Elias Smith Richardson, M.D., practicing physician and surgeon at Reed City,
was born April 11, 1842, in Kent Co., Ont.
His grandfather, Edward Robinson, was a pioneer of Michigan, and died in
Detroit in 1810, where he was in the hotel
business. After his death, his family removed to the homestead in Kent Co.,
Ont. Isaac M. Richardson, the father of
Dr. Richardson, was born July 2, 1805, in Detroit, and died in May, 1882, near
St. Charles, Saginaw Co., Mich. The
mother Mary A. (Smith) Richardson, was born in 1813, in Niagara Co., Ont., and
died in 1865, in Oakland Co., Mich.
Their family comprised 14 chidren, eight of whom survive.
Dr. Richardson is the eigth of his parents' children in order of birth. He
was reared on a farm and obtained a fair
education, which he utilized in the profession of teaching, engaging in that
vocation five years and attending the union
school at Pontiac between the terms of labor. In October, 1868, he entered
the Medical Department of the University at
Ann Arbor, where he was graduated with the class of 1870. In obtaining his
credentials he opened an office at Pontiac
as preliminary to a medical career. After a trial of six months he decided on
a change of locality and went to the
Saginaw Valley, operating in that region four years. Becoming convinced of
the deleterious effects of the malarial
climate, another change of location was inevitable, and Dr. Richardson, in
1874, fixed upon Osceola County as a
desirable field for his business, and also to re-establish the vigor he had
lost in the miasmatic climate of the Saginaw
region. He began his practice at Evart, removing thence in 1876 to Reed City
and established himself permanently as a
practitioner. He is the oldest resident physician at that point, and has
securred a substantial recognition of the
genuineness of his merits in his professional capacity, and by his
conscientious discharge of duty, his abilities and
skill, and his character as a cultivated, self-respecting gentleman he has won
the confidence which is the crown of his
manhood. He possesses traits of decision and independent judgement which
place him beyond the pale of modern empirics,
and he repudiates the pretensions and criminal tendencies of the schools of
quackery in medical practice with all the
disgust and contempt which are their inherent and fundamental deserts.
In 1873 Dr. Richardson was made a member of the State Medical Society of
Michigan, and in 1883, by special invitation,
attended the American Medical Association at Cleveland. He was at one time a
regular correspondent of the Medical
Summary, and is still an occasional contributor to its columns. He is a
member of the Union Medical Society of Northern
Michigan; and belongs to the Reed City Lodge, No. 316, I.O.O.F. He has
officiated five years as Meteorological Observer
in behalf of the State Board of Health, and two years as Observer for the
United States Signal Service. Dr. Richardson
has been County Physician one year, and has officiated two years as Coroner.

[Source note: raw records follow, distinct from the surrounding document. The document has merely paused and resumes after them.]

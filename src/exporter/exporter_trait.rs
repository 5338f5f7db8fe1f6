// ==========================================
// 数据传输系统 - 导出器参与方 Trait
// ==========================================
// 职责: 定义各导出类型需提供的能力
// - 默认表头（阶段 1 表头提取）
// - 审核类型（交由审核策略判断是否需要审核）
// - 查询提供者（可计数、可分块的游标）
// - 行映射（源行 → 表头标签: 值）
// ==========================================

use crate::domain::field::CellValue;
use crate::domain::types::ExportMode;
use crate::error::{TransferError, TransferResult};
use serde_json::Value;
use std::collections::HashMap;

// ==========================================
// ExportFilter - 查询条件
// ==========================================
#[derive(Debug, Clone, PartialEq)]
pub enum ExportFilter {
    /// 全量
    All,
    /// 显式 ID 列表（page / selection）
    Ids(Vec<i64>),
    /// 结构化筛选条件（query）
    Query(Value),
}

impl ExportFilter {
    /// 由任务的模式与参数构造
    ///
    /// # 错误
    /// - InvalidRequest: 模式缺失，或 page/selection 的参数不是整数 ID 数组
    pub fn from_mode(mode: Option<ExportMode>, params: &Value) -> TransferResult<Self> {
        match mode {
            None => Err(TransferError::InvalidRequest("导出模式缺失".to_string())),
            Some(ExportMode::All) => Ok(ExportFilter::All),
            Some(ExportMode::Query) => Ok(ExportFilter::Query(params.clone())),
            Some(mode @ (ExportMode::Page | ExportMode::Selection)) => {
                let ids = params
                    .as_array()
                    .ok_or_else(|| {
                        TransferError::InvalidRequest(format!("{} 模式需要 ID 数组", mode))
                    })?
                    .iter()
                    .map(|v| {
                        v.as_i64().ok_or_else(|| {
                            TransferError::InvalidRequest(format!("无效 ID: {}", v))
                        })
                    })
                    .collect::<TransferResult<Vec<i64>>>()?;
                Ok(ExportFilter::Ids(ids))
            }
        }
    }
}

/// 查询游标（单任务独占，顺序读取）
pub trait QueryCursor: Send {
    /// 匹配的行数
    fn count(&mut self) -> TransferResult<u64>;

    /// 读取下一个分块（返回空表示读取完毕）
    fn next_chunk(&mut self, max_rows: usize) -> TransferResult<Vec<Value>>;
}

/// 导出器
///
/// 由注册表按键创建；在后台线程中调用，需 Send + Sync
pub trait RowExporter: Send + Sync {
    /// 默认表头（调用方未指定字段时全部导出）
    fn default_headers(&self) -> Vec<String>;

    /// 审核类型（审核策略按此判断是否需要审核）
    fn approval_type(&self) -> String;

    /// 按筛选条件准备查询
    fn prepare_query(&self, filter: &ExportFilter) -> TransferResult<Box<dyn QueryCursor>>;

    /// 源行映射为 表头标签 → 值（管道只取请求的表头）
    fn map_row(&self, row: &Value) -> HashMap<String, CellValue>;
}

He was married Sept. 1, 1869, in Romeo, Macomb Co., Mich., to Clarinda M.
Waugh, and they have four children: Merari A.,
who was born June 15, 1870, in Pontiac; Judson E., July 29, 1872, in Saginaw;
Clare W., Dec. 22, 1877, at Reed City,
where also Don Dio was born Feb. 24, 1881. Mrs. Richardson was born July 10,
1841, in Bloomfield, Oakland Co., Mich.,
and is the daughter of Sheldon and Charlotte Waugh. Her parents came to New
York to Bloomfield in 1825, where they
joined the pioneer agricultural element. Her father died Aug. 18, 1874, at
Pontiac; her mother is yet living in Oakland
County.
The period through which the country was passing during the later youth of Dr.

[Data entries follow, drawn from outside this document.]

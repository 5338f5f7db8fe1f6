// ==========================================
// 数据传输系统 - API 层
// ==========================================
// 职责: 提供传输任务 API 接口,供 HTTP 层 / CLI 调用
// ==========================================

pub mod error;
pub mod transfer_api;

// 重导出核心类型
pub use error::{ApiError, ApiResult};
pub use transfer_api::{FieldHint, HeaderPreview, ImportHandle, ImportSubmission, TransferApi};
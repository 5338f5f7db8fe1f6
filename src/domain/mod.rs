// ==========================================
// 数据传输系统 - 领域模型层
// ==========================================
// 职责: 定义传输任务、字段、单元格、进度等领域类型
// 红线: 不含数据访问逻辑,不含管道逻辑
// ==========================================

pub mod field;
pub mod progress;
pub mod task;
pub mod types;

// 重导出核心类型
pub use field::{CanonicalRow, CellValue, FieldSpec, FieldType, RawRow};
pub use progress::ProgressSnapshot;
pub use task::{compose_task_name, format_duration, ExecutionContext, TaskProperties, TransferTask};
pub use types::{ApprovalStatus, ExportMode, TaskKind, TaskStatus};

Richardson and which awoke in him a
conscientious interest, shaped his convictions on general topics after radical
methods. He was a staunch Republican
from the outset of his active political career, and also of decided temperence
principles. He believed politics to be
the medium to secure redress from all immpral grievances, and felt compelled
to change his convictions regarding the
integrity of the pretensions of the Republican party concerning prohibition of
the liquor traffic. Accordingly, in
December, 1860, associated with others of similar opinions, he organized a
Prohibition Club for the purpose of awakening
a local interest in the matter. After the organization of the Union party at
Jackson, Jan. 9, 1884, he moved that the
club adopt its principles and operate in harmony with its object. At the
first local election thereafter a temperence
ticket was put in the field, which was defeated by the joint action of the
Democrats and Republicans. The indignation,
disgust and contempt of Dr. Richardson over this result led him to the
renunciation of the old party and to become its
bitter opponent in all its temperence pretensions.